In some ways, the man who defeated McCain and Palin in 2008 seemed to represent a rejection, finally, of all the personal drama and triviality that had dominated politics since 1987. Barack Obama didn’t have Bill Clinton’s neediness or George W. Bush’s famous family. No intimations of scandal or stories of personal redemption attached themselves to him. “No Drama Obama,” as his campaign aides referred to him, ran cool and cerebral; watching him campaign, you could almost come away with the sense that he was indifferent to whether voters really liked him or not. In short, Obama felt like a twenty-first-century version of Hart before the implosion—a harbinger of generational transition taking on his own party’s rusted establishment, more interested in finding the way forward than in exploring his own psyche and entertaining the masses. It was possible, in the inaugural winter of 2009, after the collapse of the American economy, to think that a page had been turned, that we had amused ourselves nearly to death but then had somehow been reborn.

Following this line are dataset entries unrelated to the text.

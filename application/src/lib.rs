//! Application layer for toolcall-agent
//!
//! This crate contains use cases, port definitions, and application configuration.
//! It depends only on the domain layer.

pub mod config;
pub mod ports;
pub mod use_cases;

// Re-export commonly used types
pub use config::OrchestratorParams;
pub use ports::{
    agent_progress::{AgentProgressNotifier, NoAgentProgress},
    llm_gateway::{GatewayError, LlmAvailability, LlmGateway, LlmSession, UnavailableGateway},
    run_event_logger::{NoRunEventLogger, RunEvent, RunEventLogger},
};
pub use use_cases::invoker::ToolInvoker;
pub use use_cases::retry::RetrySupervisor;
pub use use_cases::run_query::{
    EMPTY_QUERY_ANSWER, NO_PLAN_ANSWER, RunQueryInput, RunQueryUseCase,
};
pub use use_cases::selector::{Selector, SelectorError};
pub use use_cases::synthesizer::{Synthesizer, SynthesizerError};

And yet, Obama’s core appeal, the basic viability of his candidacy, was almost entirely grounded in the culture of entertainment. As a job applicant, Obama’s résumé was only marginally more impressive than Palin’s; yes, he’d been to Ivy League schools and had taught constitutional law, but he was also a freshman senator who, not three years before he announced his candidacy, had been
serving without distinction in the Illinois legislature. Obama’s campaign was a story, rather than an argument—the kind of uplifting drama about American life, about racial equality and social mobility, that routinely took home Oscars from the Academy. “No Drama Obama” was a misnomer; the candidate was in fact the leading man in a very real drama, an international celebrity who could draw millions of Germans to the Brandenburg Gate just to catch a glimpse, and who would soon be awarded the Nobel Prize for no other reason than having offered himself up to the world. Obama was brilliant and upright, funny and likable, an adequate if unenthusiastic retail politician. More than any of this, though, he was a well-cast protagonist, conjured from familiar story lines and deliberately marketed to inspire us.

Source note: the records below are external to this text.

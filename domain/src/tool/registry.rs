//! Tool Registry
//!
//! Holds every registered tool for the lifetime of the process: the
//! [`ToolDescriptor`] captured at registration time plus the shared
//! [`ToolHandler`] used to execute it.
//!
//! # Usage
//!
//! ```ignore
//! let mut registry = ToolRegistry::new();
//! registry.register(CalculatorTool::new())?;
//! registry.register(WeatherTool::new(client))?;
//!
//! let registry = Arc::new(registry); // read-only from here on
//! let tool = registry.lookup("calculator_tool")?;
//! ```
//!
//! Registration happens once at startup. After the registry is wrapped in an
//! `Arc` it is only read, so concurrent orchestrator runs share it without
//! locking.

use std::collections::HashMap;
use std::sync::Arc;

use thiserror::Error;

use super::entities::ToolDescriptor;
use super::handler::ToolHandler;

/// Errors raised by registry operations
#[derive(Debug, Clone, PartialEq, Eq, Error)]
pub enum RegistryError {
    #[error("Tool already registered: {0}")]
    DuplicateTool(String),

    #[error("Unknown tool: {0}")]
    UnknownTool(String),
}

/// A registered tool: its immutable descriptor and its handler.
#[derive(Clone)]
pub struct RegisteredTool {
    pub descriptor: ToolDescriptor,
    pub handler: Arc<dyn ToolHandler>,
}

impl std::fmt::Debug for RegisteredTool {
    fn fmt(&self, f: &mut std::fmt::Formatter<'_>) -> std::fmt::Result {
        f.debug_struct("RegisteredTool")
            .field("descriptor", &self.descriptor)
            .finish_non_exhaustive()
    }
}

/// Name-keyed registry of tools, preserving registration order.
#[derive(Debug, Default)]
pub struct ToolRegistry {
    tools: Vec<RegisteredTool>,
    index: HashMap<String, usize>,
}

impl ToolRegistry {
    pub fn new() -> Self {
        Self::default()
    }

    /// Register a tool handler.
    ///
    /// Fails with [`RegistryError::DuplicateTool`] if a tool with the same
    /// name is already registered; the registry is left unchanged.
    pub fn register<H: ToolHandler + 'static>(&mut self, handler: H) -> Result<(), RegistryError> {
        self.register_arc(Arc::new(handler))
    }

    /// Register a shared tool handler (Arc version)
    pub fn register_arc(&mut self, handler: Arc<dyn ToolHandler>) -> Result<(), RegistryError> {
        let descriptor = handler.descriptor();
        if self.index.contains_key(&descriptor.name) {
            return Err(RegistryError::DuplicateTool(descriptor.name));
        }

        self.index.insert(descriptor.name.clone(), self.tools.len());
        self.tools.push(RegisteredTool {
            descriptor,
            handler,
        });
        Ok(())
    }

    /// Look up a tool by exact name.
    pub fn lookup(&self, name: &str) -> Result<&RegisteredTool, RegistryError> {
        self.index
            .get(name)
            .map(|&i| &self.tools[i])
            .ok_or_else(|| RegistryError::UnknownTool(name.to_string()))
    }

    /// Descriptor for a tool, if registered.
    pub fn descriptor(&self, name: &str) -> Option<&ToolDescriptor> {
        self.lookup(name).ok().map(|t| &t.descriptor)
    }

    /// All descriptors in registration order.
    pub fn list(&self) -> Vec<&ToolDescriptor> {
        self.tools.iter().map(|t| &t.descriptor).collect()
    }

    /// Tool names in registration order.
    pub fn names(&self) -> Vec<&str> {
        self.tools.iter().map(|t| t.descriptor.name.as_str()).collect()
    }

    pub fn contains(&self, name: &str) -> bool {
        self.index.contains_key(name)
    }

    pub fn len(&self) -> usize {
        self.tools.len()
    }

    pub fn is_empty(&self) -> bool {
        self.tools.is_empty()
    }

    /// Get statistics about registered tools
    pub fn stats(&self) -> RegistryStats {
        RegistryStats {
            total_tools: self.tools.len(),
            tool_names: self.names().into_iter().map(String::from).collect(),
        }
    }
}

/// Statistics about the registry
#[derive(Debug, Clone, PartialEq, Eq, serde::Serialize)]
pub struct RegistryStats {
    pub total_tools: usize,
    pub tool_names: Vec<String>,
}

#[cfg(test)]
mod tests {
    use super::*;
    use crate::tool::entities::{ToolArguments, ToolParameter};
    use crate::tool::value_objects::ToolError;
    use async_trait::async_trait;

    struct EchoTool(&'static str);

    #[async_trait]
    impl ToolHandler for EchoTool {
        fn descriptor(&self) -> ToolDescriptor {
            ToolDescriptor::new(self.0, "Echo arguments back")
                .with_parameter(ToolParameter::new("text", "Text to echo", true))
        }

        async fn execute(&self, arguments: &ToolArguments) -> Result<serde_json::Value, ToolError> {
            Ok(serde_json::to_value(arguments).unwrap_or_default())
        }
    }

    #[test]
    fn test_register_and_lookup() {
        let mut registry = ToolRegistry::new();
        registry.register(EchoTool("echo")).unwrap();

        let tool = registry.lookup("echo").unwrap();
        assert_eq!(tool.descriptor.name, "echo");
        assert!(registry.contains("echo"));
        assert_eq!(registry.len(), 1);
    }

    #[test]
    fn test_duplicate_registration_fails() {
        let mut registry = ToolRegistry::new();
        registry.register(EchoTool("echo")).unwrap();

        let err = registry.register(EchoTool("echo")).unwrap_err();
        assert_eq!(err, RegistryError::DuplicateTool("echo".to_string()));
        assert_eq!(registry.len(), 1);
    }

    #[test]
    fn test_unknown_tool() {
        let registry = ToolRegistry::new();
        let err = registry.lookup("missing").unwrap_err();
        assert_eq!(err, RegistryError::UnknownTool("missing".to_string()));
        assert!(registry.is_empty());
    }

    #[test]
    fn test_list_preserves_registration_order() {
        let mut registry = ToolRegistry::new();
        registry.register(EchoTool("zeta")).unwrap();
        registry.register(EchoTool("alpha")).unwrap();
        registry.register(EchoTool("mid")).unwrap();

        let names: Vec<_> = registry.list().iter().map(|d| d.name.clone()).collect();
        assert_eq!(names, vec!["zeta", "alpha", "mid"]);
        assert_eq!(registry.stats().total_tools, 3);
    }

    #[tokio::test]
    async fn test_handler_is_shared() {
        let mut registry = ToolRegistry::new();
        registry.register(EchoTool("echo")).unwrap();

        let mut args = ToolArguments::new();
        args.insert("text".into(), "hi".into());
        let handler = registry.lookup("echo").unwrap().handler.clone();
        let payload = handler.execute(&args).await.unwrap();
        assert_eq!(payload["text"], "hi");
    }
}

What, exactly, did Obama believe? What vision of governance guided his thinking, and what new argument did he bring to the arena? This was maddeningly hard to know, then and later. His twin mantras were “hope” and “change,” the rhetorical equivalent of rainbows and unicorns. There were those who read Obama’s books and spent time with him, myself included, who came away thinking he was principally a pragmatist who distrusted the rigid orthodoxies of the last generation. There were others who assumed, mostly because of his race and his background as an activist, that the candidate was in fact a doctrinaire liberal. In office, Obama made a practice of disappointing both groups, veering between Clintonian centrism at some points and rollicking populism at others. He reacted ably to nearly cataclysmic events, but his grasp on the machinery of government often seemed tenuous, and with the exception of his party’s long-sought health care law (the details of which he mostly left to Congress), he did little to change the long-term economic or global trajectory of the country.

The truth was that Obama had had neither the time nor the burning inclination to work out his ideas or master the intricacies of governing before ascending to the Oval Office, and we in the media hadn’t been very interested in that side of him, anyway. From the start, he was treated more as a pop culture persona than a thought leader. He was a projection on a screen, larger than life but lacking
the necessary dimension to propose the kind of bold reassessments that Hart had championed a quarter century earlier.